BEGIN
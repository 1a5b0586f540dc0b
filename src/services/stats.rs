use std::collections::HashSet;

use chrono::{DateTime, Duration, NaiveDate, Utc};

use crate::models::activity::Activity;
use crate::models::stats::{ActivityStats, ByType};
use crate::services::dates::day_key;

const WEEK_DAYS: i64 = 7;
const MONTH_DAYS: i64 = 30;

/// Upper bound on days walked backward when counting a streak.
const MAX_STREAK_ITERATIONS: usize = 366;

/// Aggregate a user's activity snapshot relative to `now`.
///
/// The caller has already scoped `activities` to one user (and optionally a
/// date range). Output depends only on the inputs.
pub fn compute_stats(activities: &[Activity], now: DateTime<Utc>) -> ActivityStats {
    let week_ago = now - Duration::days(WEEK_DAYS);
    let month_ago = now - Duration::days(MONTH_DAYS);

    let mut by_type = ByType::default();
    let mut this_week = 0;
    let mut this_month = 0;

    for activity in activities {
        by_type.increment(activity.activity_type);
        if activity.completed_at >= week_ago {
            this_week += 1;
        }
        if activity.completed_at >= month_ago {
            this_month += 1;
        }
    }

    debug_assert_eq!(by_type.sum(), activities.len() as u64);

    let days: HashSet<NaiveDate> = activities.iter().map(|a| day_key(a.completed_at)).collect();

    ActivityStats {
        total: activities.len() as u64,
        by_type,
        this_week,
        this_month,
        streak: current_streak(&days, day_key(now)),
    }
}

/// Consecutive active days walking backward from `today`.
///
/// An empty `today` is a day still in progress and does not break the streak.
pub fn current_streak(active_days: &HashSet<NaiveDate>, today: NaiveDate) -> u32 {
    let mut streak = 0;
    let mut cursor = today;

    for _ in 0..MAX_STREAK_ITERATIONS {
        if active_days.contains(&cursor) {
            streak += 1;
        } else if cursor != today {
            break;
        }
        cursor -= Duration::days(1);
    }

    streak
}

#[cfg(test)]
mod tests {
    use super::*;
    use crate::models::activity::ActivityType;
    use chrono::TimeZone;
    use rand::rngs::StdRng;
    use rand::{Rng, SeedableRng};
    use uuid::Uuid;

    fn now() -> DateTime<Utc> {
        Utc.with_ymd_and_hms(2026, 2, 10, 15, 30, 0).unwrap()
    }

    fn activity(activity_type: ActivityType, completed_at: DateTime<Utc>) -> Activity {
        Activity {
            id: Uuid::new_v4(),
            user_id: Uuid::nil(),
            activity_type,
            duration: None,
            mood: None,
            notes: None,
            completed_at,
            created_at: completed_at,
        }
    }

    fn days_ago(n: i64) -> DateTime<Utc> {
        now() - Duration::days(n)
    }

    #[test]
    fn test_empty_set() {
        let stats = compute_stats(&[], now());
        assert_eq!(stats, ActivityStats::default());
        assert_eq!(stats.by_type, ByType::default());
    }

    #[test]
    fn test_today_and_yesterday() {
        let activities = vec![
            activity(ActivityType::Breathing, now()),
            activity(ActivityType::Journal, days_ago(1)),
        ];
        let stats = compute_stats(&activities, now());
        assert_eq!(stats.streak, 2);
        assert_eq!(stats.total, 2);
        assert_eq!(stats.by_type.breathing, 1);
        assert_eq!(stats.by_type.journal, 1);
        assert_eq!(stats.by_type.gummies, 0);
        assert_eq!(stats.by_type.rollon, 0);
    }

    #[test]
    fn test_empty_today_does_not_break_streak() {
        let activities = vec![
            activity(ActivityType::Gummies, days_ago(1)),
            activity(ActivityType::Gummies, days_ago(2)),
            activity(ActivityType::Rollon, days_ago(3)),
        ];
        assert_eq!(compute_stats(&activities, now()).streak, 3);
    }

    #[test]
    fn test_gap_keeps_only_recent_suffix() {
        // Chain up to yesterday, broken two days ago.
        let activities = vec![
            activity(ActivityType::Breathing, days_ago(1)),
            activity(ActivityType::Breathing, days_ago(3)),
            activity(ActivityType::Breathing, days_ago(4)),
            activity(ActivityType::Breathing, days_ago(5)),
        ];
        assert_eq!(compute_stats(&activities, now()).streak, 1);
    }

    #[test]
    fn test_no_activity_today_or_yesterday() {
        let activities = vec![activity(ActivityType::Journal, days_ago(2))];
        assert_eq!(compute_stats(&activities, now()).streak, 0);
    }

    #[test]
    fn test_multiple_activities_same_day_count_once() {
        let morning = Utc.with_ymd_and_hms(2026, 2, 10, 6, 0, 0).unwrap();
        let activities = vec![
            activity(ActivityType::Breathing, morning),
            activity(ActivityType::Journal, now()),
        ];
        let stats = compute_stats(&activities, now());
        assert_eq!(stats.streak, 1);
        assert_eq!(stats.total, 2);
    }

    #[test]
    fn test_rolling_windows() {
        let activities = vec![
            activity(ActivityType::Breathing, days_ago(0)),
            activity(ActivityType::Breathing, days_ago(7)),
            activity(ActivityType::Breathing, days_ago(7) - Duration::seconds(1)),
            activity(ActivityType::Breathing, days_ago(30)),
            activity(ActivityType::Breathing, days_ago(45)),
        ];
        let stats = compute_stats(&activities, now());
        // Window bounds are inclusive of exactly now - 7d / now - 30d.
        assert_eq!(stats.this_week, 2);
        assert_eq!(stats.this_month, 4);
        assert_eq!(stats.total, 5);
    }

    #[test]
    fn test_streak_is_bounded() {
        let activities: Vec<_> = (0..500)
            .map(|n| activity(ActivityType::Rollon, days_ago(n)))
            .collect();
        assert_eq!(compute_stats(&activities, now()).streak, 366);
    }

    #[test]
    fn test_future_days_never_extend_streak() {
        let activities = vec![activity(ActivityType::Journal, now() + Duration::days(1))];
        let stats = compute_stats(&activities, now());
        assert_eq!(stats.streak, 0);
        assert_eq!(stats.total, 1);
    }

    #[test]
    fn test_invariants_over_random_sets() {
        let mut rng = StdRng::seed_from_u64(7);
        for _ in 0..200 {
            let len = rng.gen_range(0..40);
            let activities: Vec<_> = (0..len)
                .map(|_| {
                    let t = ActivityType::ALL[rng.gen_range(0..4)];
                    let offset = Duration::minutes(rng.gen_range(0..60 * 24 * 60));
                    activity(t, now() - offset)
                })
                .collect();

            let stats = compute_stats(&activities, now());
            assert_eq!(stats.by_type.sum(), stats.total);
            assert!(stats.this_week <= stats.this_month);
            assert!(stats.this_month <= stats.total);

            let has_today = activities.iter().any(|a| day_key(a.completed_at) == day_key(now()));
            if has_today {
                assert!(stats.streak >= 1);
            }

            assert_eq!(stats, compute_stats(&activities, now()), "must be idempotent");
        }
    }
}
END
▶ Prompt: Retype the records above in full, with no differences.

▶ Written solution:
repository 1a5b0586f540dc0b
filename src/services/stats.rs
use std::collections::HashSet;

use chrono::{DateTime, Duration, NaiveDate, Utc};

use crate::models::activity::Activity;
use crate::models::stats::{ActivityStats, ByType};
use crate::services::dates::day_key;

const WEEK_DAYS: i64 = 7;
const MONTH_DAYS: i64 = 30;

/// Upper bound on days walked backward when counting a streak.
const MAX_STREAK_ITERATIONS: usize = 366;

/// Aggregate a user's activity snapshot relative to `now`.
///
/// The caller has already scoped `activities` to one user (and optionally a
/// date range). Output depends only on the inputs.
pub fn compute_stats(activities: &[Activity], now: DateTime<Utc>) -> ActivityStats {
    let week_ago = now - Duration::days(WEEK_DAYS);
    let month_ago = now - Duration::days(MONTH_DAYS);

    let mut by_type = ByType::default();
    let mut this_week = 0;
    let mut this_month = 0;

    for activity in activities {
        by_type.increment(activity.activity_type);
        if activity.completed_at >= week_ago {
            this_week += 1;
        }
        if activity.completed_at >= month_ago {
            this_month += 1;
        }
    }

    debug_assert_eq!(by_type.sum(), activities.len() as u64);

    let days: HashSet<NaiveDate> = activities.iter().map(|a| day_key(a.completed_at)).collect();

    ActivityStats {
        total: activities.len() as u64,
        by_type,
        this_week,
        this_month,
        streak: current_streak(&days, day_key(now)),
    }
}

/// Consecutive active days walking backward from `today`.
///
/// An empty `today` is a day still in progress and does not break the streak.
pub fn current_streak(active_days: &HashSet<NaiveDate>, today: NaiveDate) -> u32 {
    let mut streak = 0;
    let mut cursor = today;

    for _ in 0..MAX_STREAK_ITERATIONS {
        if active_days.contains(&cursor) {
            streak += 1;
        } else if cursor != today {
            break;
        }
        cursor -= Duration::days(1);
    }

    streak
}

#[cfg(test)]
mod tests {
    use super::*;
    use crate::models::activity::ActivityType;
    use chrono::TimeZone;
    use rand::rngs::StdRng;
    use rand::{Rng, SeedableRng};
    use uuid::Uuid;

    fn now() -> DateTime<Utc> {
        Utc.with_ymd_and_hms(2026, 2, 10, 15, 30, 0).unwrap()
    }

    fn activity(activity_type: ActivityType, completed_at: DateTime<Utc>) -> Activity {
        Activity {
            id: Uuid::new_v4(),
            user_id: Uuid::nil(),
            activity_type,
            duration: None,
            mood: None,
            notes: None,
            completed_at,
            created_at: completed_at,
        }
    }

    fn days_ago(n: i64) -> DateTime<Utc> {
        now() - Duration::days(n)
    }

    #[test]
    fn test_empty_set() {
        let stats = compute_stats(&[], now());
        assert_eq!(stats, ActivityStats::default());
        assert_eq!(stats.by_type, ByType::default());
    }

    #[test]
    fn test_today_and_yesterday() {
        let activities = vec![
            activity(ActivityType::Breathing, now()),
            activity(ActivityType::Journal, days_ago(1)),
        ];
        let stats = compute_stats(&activities, now());
        assert_eq!(stats.streak, 2);
        assert_eq!(stats.total, 2);
        assert_eq!(stats.by_type.breathing, 1);
        assert_eq!(stats.by_type.journal, 1);
        assert_eq!(stats.by_type.gummies, 0);
        assert_eq!(stats.by_type.rollon, 0);
    }

    #[test]
    fn test_empty_today_does_not_break_streak() {
        let activities = vec![
            activity(ActivityType::Gummies, days_ago(1)),
            activity(ActivityType::Gummies, days_ago(2)),
            activity(ActivityType::Rollon, days_ago(3)),
        ];
        assert_eq!(compute_stats(&activities, now()).streak, 3);
    }

    #[test]
    fn test_gap_keeps_only_recent_suffix() {
        // Chain up to yesterday, broken two days ago.
        let activities = vec![
            activity(ActivityType::Breathing, days_ago(1)),
            activity(ActivityType::Breathing, days_ago(3)),
            activity(ActivityType::Breathing, days_ago(4)),
            activity(ActivityType::Breathing, days_ago(5)),
        ];
        assert_eq!(compute_stats(&activities, now()).streak, 1);
    }

    #[test]
    fn test_no_activity_today_or_yesterday() {
        let activities = vec![activity(ActivityType::Journal, days_ago(2))];
        assert_eq!(compute_stats(&activities, now()).streak, 0);
    }

    #[test]
    fn test_multiple_activities_same_day_count_once() {
        let morning = Utc.with_ymd_and_hms(2026, 2, 10, 6, 0, 0).unwrap();
        let activities = vec![
            activity(ActivityType::Breathing, morning),
            activity(ActivityType::Journal, now()),
        ];
        let stats = compute_stats(&activities, now());
        assert_eq!(stats.streak, 1);
        assert_eq!(stats.total, 2);
    }

    #[test]
    fn test_rolling_windows() {
        let activities = vec![
            activity(ActivityType::Breathing, days_ago(0)),
            activity(ActivityType::Breathing, days_ago(7)),
            activity(ActivityType::Breathing, days_ago(7) - Duration::seconds(1)),
            activity(ActivityType::Breathing, days_ago(30)),
            activity(ActivityType::Breathing, days_ago(45)),
        ];
        let stats = compute_stats(&activities, now());
        // Window bounds are inclusive of exactly now - 7d / now - 30d.
        assert_eq!(stats.this_week, 2);
        assert_eq!(stats.this_month, 4);
        assert_eq!(stats.total, 5);
    }

    #[test]
    fn test_streak_is_bounded() {
        let activities: Vec<_> = (0..500)
            .map(|n| activity(ActivityType::Rollon, days_ago(n)))
            .collect();
        assert_eq!(compute_stats(&activities, now()).streak, 366);
    }

    #[test]
    fn test_future_days_never_extend_streak() {
        let activities = vec![activity(ActivityType::Journal, now() + Duration::days(1))];
        let stats = compute_stats(&activities, now());
        assert_eq!(stats.streak, 0);
        assert_eq!(stats.total, 1);
    }

    #[test]
    fn test_invariants_over_random_sets() {
        let mut rng = StdRng::seed_from_u64(7);
        for _ in 0..200 {
            let len = rng.gen_range(0..40);
            let activities: Vec<_> = (0..len)
                .map(|_| {
                    let t = ActivityType::ALL[rng.gen_range(0..4)];
                    let offset = Duration::minutes(rng.gen_range(0..60 * 24 * 60));
                    activity(t, now() - offset)
                })
                .collect();

            let stats = compute_stats(&activities, now());
            assert_eq!(stats.by_type.sum(), stats.total);
            assert!(stats.this_week <= stats.this_month);
            assert!(stats.this_month <= stats.total);

            let has_today = activities.iter().any(|a| day_key(a.completed_at) == day_key(now()));
            if has_today {
                assert!(stats.streak >= 1);
            }

            assert_eq!(stats, compute_stats(&activities, now()), "must be idempotent");
        }
    }
}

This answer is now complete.